Transcribe exactly everything in the data below from the line containing "with: cargo bench" down to the line containing "for section_count in", both lines included and nothing further.
BEGIN Records to use
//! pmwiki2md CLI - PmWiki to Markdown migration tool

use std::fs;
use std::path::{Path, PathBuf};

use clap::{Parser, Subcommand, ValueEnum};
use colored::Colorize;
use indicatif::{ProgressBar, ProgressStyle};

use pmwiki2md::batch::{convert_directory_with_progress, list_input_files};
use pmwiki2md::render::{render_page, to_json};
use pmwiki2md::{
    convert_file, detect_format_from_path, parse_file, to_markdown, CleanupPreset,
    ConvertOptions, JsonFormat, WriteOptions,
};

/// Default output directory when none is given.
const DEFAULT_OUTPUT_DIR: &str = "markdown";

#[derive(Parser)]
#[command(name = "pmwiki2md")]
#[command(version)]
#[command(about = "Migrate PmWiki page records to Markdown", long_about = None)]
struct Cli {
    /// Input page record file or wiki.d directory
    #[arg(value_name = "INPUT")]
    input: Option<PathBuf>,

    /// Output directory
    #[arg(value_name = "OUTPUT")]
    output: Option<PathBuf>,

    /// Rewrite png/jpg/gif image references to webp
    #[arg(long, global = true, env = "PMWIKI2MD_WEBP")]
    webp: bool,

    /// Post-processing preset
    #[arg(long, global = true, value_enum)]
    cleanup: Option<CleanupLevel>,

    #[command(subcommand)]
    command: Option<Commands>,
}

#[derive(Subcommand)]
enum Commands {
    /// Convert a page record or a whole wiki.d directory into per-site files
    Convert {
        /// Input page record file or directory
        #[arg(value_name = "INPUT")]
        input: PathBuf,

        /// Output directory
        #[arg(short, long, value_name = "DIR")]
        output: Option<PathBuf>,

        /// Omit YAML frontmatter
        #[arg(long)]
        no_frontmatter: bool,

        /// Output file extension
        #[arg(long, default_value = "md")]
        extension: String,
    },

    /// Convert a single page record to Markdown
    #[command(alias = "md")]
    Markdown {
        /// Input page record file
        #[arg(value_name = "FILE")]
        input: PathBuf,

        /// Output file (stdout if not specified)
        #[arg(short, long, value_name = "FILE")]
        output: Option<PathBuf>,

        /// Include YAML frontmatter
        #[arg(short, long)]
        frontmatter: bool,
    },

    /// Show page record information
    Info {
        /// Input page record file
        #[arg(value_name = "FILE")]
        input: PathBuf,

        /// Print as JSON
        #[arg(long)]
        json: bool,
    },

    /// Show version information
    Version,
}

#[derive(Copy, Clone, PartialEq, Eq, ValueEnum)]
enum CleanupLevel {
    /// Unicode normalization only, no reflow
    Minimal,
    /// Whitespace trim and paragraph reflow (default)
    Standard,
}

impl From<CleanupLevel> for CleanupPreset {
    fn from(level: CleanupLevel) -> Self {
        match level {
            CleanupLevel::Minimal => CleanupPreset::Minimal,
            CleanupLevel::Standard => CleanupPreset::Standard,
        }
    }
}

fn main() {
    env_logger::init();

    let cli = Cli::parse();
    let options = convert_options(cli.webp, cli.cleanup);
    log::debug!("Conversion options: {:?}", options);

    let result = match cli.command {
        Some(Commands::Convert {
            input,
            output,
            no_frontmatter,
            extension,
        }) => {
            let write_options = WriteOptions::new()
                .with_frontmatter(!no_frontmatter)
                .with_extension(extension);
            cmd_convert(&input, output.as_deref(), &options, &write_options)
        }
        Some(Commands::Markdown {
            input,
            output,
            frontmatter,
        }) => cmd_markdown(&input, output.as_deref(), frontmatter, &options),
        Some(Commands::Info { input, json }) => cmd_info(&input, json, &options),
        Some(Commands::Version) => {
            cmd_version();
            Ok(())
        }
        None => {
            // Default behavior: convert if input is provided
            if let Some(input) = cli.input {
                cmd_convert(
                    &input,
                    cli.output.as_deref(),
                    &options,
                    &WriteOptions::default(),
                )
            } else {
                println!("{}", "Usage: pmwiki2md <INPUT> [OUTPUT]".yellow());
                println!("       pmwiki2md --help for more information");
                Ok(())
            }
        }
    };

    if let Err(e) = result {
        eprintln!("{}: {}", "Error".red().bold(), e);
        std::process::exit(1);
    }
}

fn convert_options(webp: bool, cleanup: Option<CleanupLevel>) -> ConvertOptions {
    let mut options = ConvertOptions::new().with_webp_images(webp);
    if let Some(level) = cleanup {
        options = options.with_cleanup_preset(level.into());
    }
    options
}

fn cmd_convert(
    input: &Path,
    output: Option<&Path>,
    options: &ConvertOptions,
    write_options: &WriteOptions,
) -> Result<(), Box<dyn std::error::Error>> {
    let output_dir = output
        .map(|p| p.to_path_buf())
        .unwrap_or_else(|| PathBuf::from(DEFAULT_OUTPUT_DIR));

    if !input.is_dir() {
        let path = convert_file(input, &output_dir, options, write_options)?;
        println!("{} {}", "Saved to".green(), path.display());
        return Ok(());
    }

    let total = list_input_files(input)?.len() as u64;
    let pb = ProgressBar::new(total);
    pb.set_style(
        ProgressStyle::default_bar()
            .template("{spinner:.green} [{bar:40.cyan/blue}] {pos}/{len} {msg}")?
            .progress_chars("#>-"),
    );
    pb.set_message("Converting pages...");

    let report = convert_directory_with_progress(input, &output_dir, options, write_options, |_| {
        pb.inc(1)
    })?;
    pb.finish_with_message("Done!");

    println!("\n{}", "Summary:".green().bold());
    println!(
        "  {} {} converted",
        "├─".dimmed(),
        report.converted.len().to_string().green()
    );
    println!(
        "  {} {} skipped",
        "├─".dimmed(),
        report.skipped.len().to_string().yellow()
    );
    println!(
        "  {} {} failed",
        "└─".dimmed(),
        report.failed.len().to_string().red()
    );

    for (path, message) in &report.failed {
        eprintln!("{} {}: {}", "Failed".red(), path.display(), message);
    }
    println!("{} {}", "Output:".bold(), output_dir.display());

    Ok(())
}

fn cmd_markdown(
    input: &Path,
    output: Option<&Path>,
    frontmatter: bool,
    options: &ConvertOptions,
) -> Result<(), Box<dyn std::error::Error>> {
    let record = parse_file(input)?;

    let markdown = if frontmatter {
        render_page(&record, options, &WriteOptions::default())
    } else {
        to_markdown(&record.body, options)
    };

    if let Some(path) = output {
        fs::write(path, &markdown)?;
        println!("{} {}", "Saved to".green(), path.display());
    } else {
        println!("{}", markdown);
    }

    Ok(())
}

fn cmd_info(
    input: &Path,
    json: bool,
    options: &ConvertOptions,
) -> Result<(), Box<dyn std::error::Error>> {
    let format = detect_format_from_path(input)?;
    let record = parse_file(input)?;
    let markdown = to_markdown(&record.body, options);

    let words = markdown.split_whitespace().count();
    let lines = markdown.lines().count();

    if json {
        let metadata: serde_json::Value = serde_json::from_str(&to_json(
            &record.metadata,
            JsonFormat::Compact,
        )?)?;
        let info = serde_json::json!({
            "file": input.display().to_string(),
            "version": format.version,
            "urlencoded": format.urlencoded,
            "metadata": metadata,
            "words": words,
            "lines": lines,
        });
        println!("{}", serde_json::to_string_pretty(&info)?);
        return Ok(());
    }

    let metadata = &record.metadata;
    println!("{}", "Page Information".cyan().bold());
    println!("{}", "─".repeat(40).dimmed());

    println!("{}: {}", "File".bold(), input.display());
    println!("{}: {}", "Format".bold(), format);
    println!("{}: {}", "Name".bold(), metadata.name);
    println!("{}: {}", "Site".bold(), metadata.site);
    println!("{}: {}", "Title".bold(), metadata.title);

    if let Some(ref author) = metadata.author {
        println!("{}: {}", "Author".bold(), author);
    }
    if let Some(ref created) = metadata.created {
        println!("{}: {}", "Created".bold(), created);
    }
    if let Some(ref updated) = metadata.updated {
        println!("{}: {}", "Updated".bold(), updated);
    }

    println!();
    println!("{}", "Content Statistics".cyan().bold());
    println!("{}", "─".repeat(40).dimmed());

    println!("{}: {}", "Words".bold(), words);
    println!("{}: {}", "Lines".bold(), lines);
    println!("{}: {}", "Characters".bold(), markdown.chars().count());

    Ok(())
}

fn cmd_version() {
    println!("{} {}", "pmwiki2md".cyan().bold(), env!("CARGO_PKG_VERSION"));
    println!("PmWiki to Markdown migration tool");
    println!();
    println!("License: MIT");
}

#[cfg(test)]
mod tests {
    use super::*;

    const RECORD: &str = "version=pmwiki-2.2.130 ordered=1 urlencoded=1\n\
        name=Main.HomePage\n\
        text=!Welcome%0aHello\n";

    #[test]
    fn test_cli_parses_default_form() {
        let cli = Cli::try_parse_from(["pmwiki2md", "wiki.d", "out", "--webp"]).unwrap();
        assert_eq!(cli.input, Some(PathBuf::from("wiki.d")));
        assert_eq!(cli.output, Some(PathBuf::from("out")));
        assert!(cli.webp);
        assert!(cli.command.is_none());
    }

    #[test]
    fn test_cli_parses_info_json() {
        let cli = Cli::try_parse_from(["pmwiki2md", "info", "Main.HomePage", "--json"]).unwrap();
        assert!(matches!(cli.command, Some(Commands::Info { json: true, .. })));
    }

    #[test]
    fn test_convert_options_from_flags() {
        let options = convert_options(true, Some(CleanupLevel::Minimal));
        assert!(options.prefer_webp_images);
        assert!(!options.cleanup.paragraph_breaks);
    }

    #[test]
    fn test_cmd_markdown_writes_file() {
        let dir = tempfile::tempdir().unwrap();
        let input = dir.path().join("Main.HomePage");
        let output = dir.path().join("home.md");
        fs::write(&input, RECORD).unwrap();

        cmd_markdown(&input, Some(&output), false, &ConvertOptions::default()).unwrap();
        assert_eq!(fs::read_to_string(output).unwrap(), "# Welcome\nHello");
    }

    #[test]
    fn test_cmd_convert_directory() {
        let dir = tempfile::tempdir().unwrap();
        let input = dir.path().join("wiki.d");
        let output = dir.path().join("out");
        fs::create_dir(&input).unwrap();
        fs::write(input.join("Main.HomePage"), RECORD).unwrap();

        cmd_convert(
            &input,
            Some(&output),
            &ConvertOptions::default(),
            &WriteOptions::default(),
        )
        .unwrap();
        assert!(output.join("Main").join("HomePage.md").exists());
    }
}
END Records to use
BEGIN Records to use
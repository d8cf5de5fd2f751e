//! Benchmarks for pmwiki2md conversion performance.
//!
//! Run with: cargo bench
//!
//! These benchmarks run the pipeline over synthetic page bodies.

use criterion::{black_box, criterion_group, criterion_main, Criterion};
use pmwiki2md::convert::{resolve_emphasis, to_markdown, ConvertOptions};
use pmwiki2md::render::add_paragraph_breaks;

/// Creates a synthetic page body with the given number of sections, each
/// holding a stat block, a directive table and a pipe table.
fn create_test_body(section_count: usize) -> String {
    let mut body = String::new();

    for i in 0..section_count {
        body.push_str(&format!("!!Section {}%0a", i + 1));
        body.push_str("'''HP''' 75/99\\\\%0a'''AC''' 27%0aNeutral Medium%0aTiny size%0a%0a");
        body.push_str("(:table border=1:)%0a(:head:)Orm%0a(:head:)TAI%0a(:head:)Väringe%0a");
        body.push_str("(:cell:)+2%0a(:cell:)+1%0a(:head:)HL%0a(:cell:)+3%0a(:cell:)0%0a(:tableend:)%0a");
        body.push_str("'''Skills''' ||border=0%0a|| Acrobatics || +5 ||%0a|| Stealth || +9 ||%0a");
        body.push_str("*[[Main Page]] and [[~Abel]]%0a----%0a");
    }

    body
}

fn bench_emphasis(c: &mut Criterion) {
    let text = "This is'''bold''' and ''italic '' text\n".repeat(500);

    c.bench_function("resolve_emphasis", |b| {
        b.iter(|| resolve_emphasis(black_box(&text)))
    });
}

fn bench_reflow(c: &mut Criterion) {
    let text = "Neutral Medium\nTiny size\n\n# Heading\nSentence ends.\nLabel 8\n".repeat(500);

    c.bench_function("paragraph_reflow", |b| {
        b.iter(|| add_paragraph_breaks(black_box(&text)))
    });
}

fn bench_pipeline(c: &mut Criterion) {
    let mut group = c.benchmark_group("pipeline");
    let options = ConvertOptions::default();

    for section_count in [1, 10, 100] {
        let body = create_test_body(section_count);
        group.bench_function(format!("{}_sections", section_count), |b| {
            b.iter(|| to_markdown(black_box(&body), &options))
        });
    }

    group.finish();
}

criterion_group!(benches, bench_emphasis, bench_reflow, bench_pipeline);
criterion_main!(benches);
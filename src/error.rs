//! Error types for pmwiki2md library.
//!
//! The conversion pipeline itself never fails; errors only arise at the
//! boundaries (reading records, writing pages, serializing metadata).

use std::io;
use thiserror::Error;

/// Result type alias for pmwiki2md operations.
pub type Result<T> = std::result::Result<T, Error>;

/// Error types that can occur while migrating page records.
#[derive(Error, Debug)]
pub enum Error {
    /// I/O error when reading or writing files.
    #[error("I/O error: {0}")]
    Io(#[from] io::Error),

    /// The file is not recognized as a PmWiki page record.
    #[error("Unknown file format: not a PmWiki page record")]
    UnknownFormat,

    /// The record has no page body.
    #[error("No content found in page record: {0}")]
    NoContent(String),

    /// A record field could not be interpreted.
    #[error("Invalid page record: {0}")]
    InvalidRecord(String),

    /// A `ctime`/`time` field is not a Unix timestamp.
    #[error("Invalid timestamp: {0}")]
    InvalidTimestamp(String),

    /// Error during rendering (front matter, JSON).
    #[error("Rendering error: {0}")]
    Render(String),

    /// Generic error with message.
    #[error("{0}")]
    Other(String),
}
END Records to use
> Written response
//! Run with: cargo bench
//!
//! These benchmarks run the pipeline over synthetic page bodies.

use criterion::{black_box, criterion_group, criterion_main, Criterion};
use pmwiki2md::convert::{resolve_emphasis, to_markdown, ConvertOptions};
use pmwiki2md::render::add_paragraph_breaks;

/// Creates a synthetic page body with the given number of sections, each
/// holding a stat block, a directive table and a pipe table.
fn create_test_body(section_count: usize) -> String {
    let mut body = String::new();

    for i in 0..section_count {
        body.push_str(&format!("!!Section {}%0a", i + 1));
        body.push_str("'''HP''' 75/99\\\\%0a'''AC''' 27%0aNeutral Medium%0aTiny size%0a%0a");
        body.push_str("(:table border=1:)%0a(:head:)Orm%0a(:head:)TAI%0a(:head:)Väringe%0a");
        body.push_str("(:cell:)+2%0a(:cell:)+1%0a(:head:)HL%0a(:cell:)+3%0a(:cell:)0%0a(:tableend:)%0a");
        body.push_str("'''Skills''' ||border=0%0a|| Acrobatics || +5 ||%0a|| Stealth || +9 ||%0a");
        body.push_str("*[[Main Page]] and [[~Abel]]%0a----%0a");
    }

    body
}

fn bench_emphasis(c: &mut Criterion) {
    let text = "This is'''bold''' and ''italic '' text\n".repeat(500);

    c.bench_function("resolve_emphasis", |b| {
        b.iter(|| resolve_emphasis(black_box(&text)))
    });
}

fn bench_reflow(c: &mut Criterion) {
    let text = "Neutral Medium\nTiny size\n\n# Heading\nSentence ends.\nLabel 8\n".repeat(500);

    c.bench_function("paragraph_reflow", |b| {
        b.iter(|| add_paragraph_breaks(black_box(&text)))
    });
}

fn bench_pipeline(c: &mut Criterion) {
    let mut group = c.benchmark_group("pipeline");
    let options = ConvertOptions::default();

    for section_count in [1, 10, 100] {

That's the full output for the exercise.